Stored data

+++++

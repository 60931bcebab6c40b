//! Injectable time source
//!
//! Every "now" read in the credential and allocation cores goes through a
//! `Clock` rather than calling `SystemTime::now()` directly, so expiry and
//! recency logic can be driven deterministically in tests.

use std::sync::Arc;
use std::sync::atomic::{AtomicU64, Ordering};
use std::time::{SystemTime, UNIX_EPOCH};

/// A source of the current time, expressed as epoch milliseconds.
pub trait Clock: Send + Sync {
    fn now_millis(&self) -> u64;
}

/// Wall-clock time via `SystemTime::now()`.
#[derive(Debug, Default, Clone, Copy)]
pub struct SystemClock;

impl Clock for SystemClock {
    fn now_millis(&self) -> u64 {
        SystemTime::now()
            .duration_since(UNIX_EPOCH)
            .unwrap_or_default()
            .as_millis() as u64
    }
}

/// A manually-advanced clock for tests.
///
/// Starts at 0 unless seeded with [`ManualClock::at`].
#[derive(Debug, Clone)]
pub struct ManualClock {
    now: Arc<AtomicU64>,
}

impl ManualClock {
    pub fn new() -> Self {
        Self {
            now: Arc::new(AtomicU64::new(0)),
        }
    }

    pub fn at(millis: u64) -> Self {
        Self {
            now: Arc::new(AtomicU64::new(millis)),
        }
    }

    pub fn set(&self, millis: u64) {
        self.now.store(millis, Ordering::SeqCst);
    }

    pub fn advance(&self, millis: u64) {
        self.now.fetch_add(millis, Ordering::SeqCst);
    }
}

impl Default for ManualClock {
    fn default() -> Self {
        Self::new()
    }
}

impl Clock for ManualClock {
    fn now_millis(&self) -> u64 {
        self.now.load(Ordering::SeqCst)
    }
}

#[cfg(test)]
mod tests {
    use super::*;

    #[test]
    fn system_clock_advances() {
        let clock = SystemClock;
        let a = clock.now_millis();
        let b = clock.now_millis();
        assert!(b >= a);
    }

    #[test]
    fn manual_clock_set_and_advance() {
        let clock = ManualClock::at(1_000);
        assert_eq!(clock.now_millis(), 1_000);
        clock.advance(500);
        assert_eq!(clock.now_millis(), 1_500);
        clock.set(9);
        assert_eq!(clock.now_millis(), 9);
    }

    #[test]
    fn manual_clock_clones_share_state() {
        let clock = ManualClock::new();
        let cloned = clock.clone();
        clock.set(42);
        assert_eq!(cloned.now_millis(), 42);
    }
}
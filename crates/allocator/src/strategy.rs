//! Allocation strategy tag
//!
//! Modeled as a tagged variant rather than a trait object hierarchy: extend
//! by adding a variant and a match arm, not by subclassing.

use serde::{Deserialize, Serialize};

#[derive(Debug, Clone, Copy, PartialEq, Eq, Serialize, Deserialize)]
#[serde(rename_all = "snake_case")]
pub enum Strategy {
    ScoreBased,
    RoundRobin,
    Sequential,
}

impl Default for Strategy {
    fn default() -> Self {
        Strategy::ScoreBased
    }
}
//! Top-level runtime: owns the two cores as explicit dependencies
//!
//! Per the design note in spec.md §9 ("pass them as explicit dependencies
//! into request handlers rather than accessing via module globals"), every
//! global singleton the original implementation held at module scope
//! (allocator, health checker, registry) is instead a field on this struct,
//! constructed once in `main` and handed to collaborators by reference.

use std::sync::Arc;
use std::time::Duration;

use common::Clock;
use credential::ManagerRegistry;
use store::{JsonFileStore, PersistentStore};

use allocator::{Allocator, HealthChecker};

use crate::config::Config;

pub struct Runtime {
    pub store: Arc<dyn PersistentStore>,
    pub clock: Arc<dyn Clock>,
    pub registry: Arc<ManagerRegistry>,
    pub allocator: Arc<Allocator>,
    pub health_checker: Arc<HealthChecker>,
}

impl Runtime {
    pub async fn build(config: &Config, encryption_key: store::EncryptionKey) -> anyhow::Result<Self> {
        let store: Arc<dyn PersistentStore> = Arc::new(
            JsonFileStore::load(config.store.path.clone(), encryption_key).await?,
        );
        let clock: Arc<dyn Clock> = Arc::new(common::SystemClock);

        let http_client = reqwest::Client::builder()
            .timeout(Duration::from_secs(config.store.http_timeout_secs))
            .build()?;

        let registry = Arc::new(ManagerRegistry::with_refresh_threshold_secs(
            Arc::clone(&store),
            Arc::clone(&clock),
            http_client.clone(),
            config.identity.token_refresh_threshold,
        ));

        let allocator = Arc::new(Allocator::new(
            Arc::clone(&store),
            Arc::clone(&registry),
            Arc::clone(&clock),
            config.allocation.token_allocation_strategy,
            config.allocation.token_min_success_rate,
            config.allocation.self_use_mode,
        ));

        let health_checker = Arc::new(HealthChecker::new(
            Arc::clone(&store),
            Arc::clone(&clock),
            http_client,
            config.allocation.token_health_check_interval,
        ));

        Ok(Self {
            store,
            clock,
            registry,
            allocator,
            health_checker,
        })
    }
}
//! Process-unique machine fingerprint
//!
//! Used to build the `User-Agent` header sent on every refresh request.
//! Generated once per process and stable for its lifetime; not persisted
//! across restarts.

use std::sync::OnceLock;

use sha2::{Digest, Sha256};

static FINGERPRINT: OnceLock<String> = OnceLock::new();

/// A stable, opaque hex fingerprint for this process.
///
/// Derived from a random UUID generated on first use and hashed so its
/// length and character set are fixed regardless of the UUID representation.
pub fn fingerprint() -> &'static str {
    FINGERPRINT.get_or_init(|| {
        let seed = uuid::Uuid::new_v4();
        let digest = Sha256::digest(seed.as_bytes());
        hex_encode(&digest)
    })
}

fn hex_encode(bytes: &[u8]) -> String {
    bytes.iter().map(|b| format!("{b:02x}")).collect()
}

+++++

## WHAT THIS TASK INVOLVES:
What is needed is an exact transcription of every entry above.

## SOLUTION FOR THIS EXERCISE:
repository 60931bcebab6c40b
//! Injectable time source
//!
//! Every "now" read in the credential and allocation cores goes through a
//! `Clock` rather than calling `SystemTime::now()` directly, so expiry and
//! recency logic can be driven deterministically in tests.

use std::sync::Arc;
use std::sync::atomic::{AtomicU64, Ordering};
use std::time::{SystemTime, UNIX_EPOCH};

/// A source of the current time, expressed as epoch milliseconds.
pub trait Clock: Send + Sync {
    fn now_millis(&self) -> u64;
}

/// Wall-clock time via `SystemTime::now()`.
#[derive(Debug, Default, Clone, Copy)]
pub struct SystemClock;

impl Clock for SystemClock {
    fn now_millis(&self) -> u64 {
        SystemTime::now()
            .duration_since(UNIX_EPOCH)
            .unwrap_or_default()
            .as_millis() as u64
    }
}

/// A manually-advanced clock for tests.
///
/// Starts at 0 unless seeded with [`ManualClock::at`].
#[derive(Debug, Clone)]
pub struct ManualClock {
    now: Arc<AtomicU64>,
}

impl ManualClock {
    pub fn new() -> Self {
        Self {
            now: Arc::new(AtomicU64::new(0)),
        }
    }

    pub fn at(millis: u64) -> Self {
        Self {
            now: Arc::new(AtomicU64::new(millis)),
        }
    }

    pub fn set(&self, millis: u64) {
        self.now.store(millis, Ordering::SeqCst);
    }

    pub fn advance(&self, millis: u64) {
        self.now.fetch_add(millis, Ordering::SeqCst);
    }
}

impl Default for ManualClock {
    fn default() -> Self {
        Self::new()
    }
}

impl Clock for ManualClock {
    fn now_millis(&self) -> u64 {
        self.now.load(Ordering::SeqCst)
    }
}

#[cfg(test)]
mod tests {
    use super::*;

    #[test]
    fn system_clock_advances() {
        let clock = SystemClock;
        let a = clock.now_millis();
        let b = clock.now_millis();
        assert!(b >= a);
    }

    #[test]
    fn manual_clock_set_and_advance() {
        let clock = ManualClock::at(1_000);
        assert_eq!(clock.now_millis(), 1_000);
        clock.advance(500);
        assert_eq!(clock.now_millis(), 1_500);
        clock.set(9);
        assert_eq!(clock.now_millis(), 9);
    }

    #[test]
    fn manual_clock_clones_share_state() {
        let clock = ManualClock::new();
        let cloned = clock.clone();
        clock.set(42);
        assert_eq!(cloned.now_millis(), 42);
    }
}
filename crates/allocator/src/strategy.rs
//! Allocation strategy tag
//!
//! Modeled as a tagged variant rather than a trait object hierarchy: extend
//! by adding a variant and a match arm, not by subclassing.

use serde::{Deserialize, Serialize};

#[derive(Debug, Clone, Copy, PartialEq, Eq, Serialize, Deserialize)]
#[serde(rename_all = "snake_case")]
pub enum Strategy {
    ScoreBased,
    RoundRobin,
    Sequential,
}

impl Default for Strategy {
    fn default() -> Self {
        Strategy::ScoreBased
    }
}
//! Top-level runtime: owns the two cores as explicit dependencies
//!
//! Per the design note in spec.md §9 ("pass them as explicit dependencies
//! into request handlers rather than accessing via module globals"), every
//! global singleton the original implementation held at module scope
//! (allocator, health checker, registry) is instead a field on this struct,
//! constructed once in `main` and handed to collaborators by reference.

use std::sync::Arc;
use std::time::Duration;

use common::Clock;
use credential::ManagerRegistry;
use store::{JsonFileStore, PersistentStore};

use allocator::{Allocator, HealthChecker};

use crate::config::Config;

pub struct Runtime {
    pub store: Arc<dyn PersistentStore>,
    pub clock: Arc<dyn Clock>,
    pub registry: Arc<ManagerRegistry>,
    pub allocator: Arc<Allocator>,
    pub health_checker: Arc<HealthChecker>,
}

impl Runtime {
    pub async fn build(config: &Config, encryption_key: store::EncryptionKey) -> anyhow::Result<Self> {
        let store: Arc<dyn PersistentStore> = Arc::new(
            JsonFileStore::load(config.store.path.clone(), encryption_key).await?,
        );
        let clock: Arc<dyn Clock> = Arc::new(common::SystemClock);

        let http_client = reqwest::Client::builder()
            .timeout(Duration::from_secs(config.store.http_timeout_secs))
            .build()?;

        let registry = Arc::new(ManagerRegistry::with_refresh_threshold_secs(
            Arc::clone(&store),
            Arc::clone(&clock),
            http_client.clone(),
            config.identity.token_refresh_threshold,
        ));

        let allocator = Arc::new(Allocator::new(
            Arc::clone(&store),
            Arc::clone(&registry),
            Arc::clone(&clock),
            config.allocation.token_allocation_strategy,
            config.allocation.token_min_success_rate,
            config.allocation.self_use_mode,
        ));

        let health_checker = Arc::new(HealthChecker::new(
            Arc::clone(&store),
            Arc::clone(&clock),
            http_client,
            config.allocation.token_health_check_interval,
        ));

        Ok(Self {
            store,
            clock,
            registry,
            allocator,
            health_checker,
        })
    }
}
//! Process-unique machine fingerprint
//!
//! Used to build the `User-Agent` header sent on every refresh request.
//! Generated once per process and stable for its lifetime; not persisted
//! across restarts.

use std::sync::OnceLock;

use sha2::{Digest, Sha256};

static FINGERPRINT: OnceLock<String> = OnceLock::new();

/// A stable, opaque hex fingerprint for this process.
///
/// Derived from a random UUID generated on first use and hashed so its
/// length and character set are fixed regardless of the UUID representation.
pub fn fingerprint() -> &'static str {
    FINGERPRINT.get_or_init(|| {
        let seed = uuid::Uuid::new_v4();
        let digest = Sha256::digest(seed.as_bytes());
        hex_encode(&digest)
    })
}

fn hex_encode(bytes: &[u8]) -> String {
    bytes.iter().map(|b| format!("{b:02x}")).collect()
}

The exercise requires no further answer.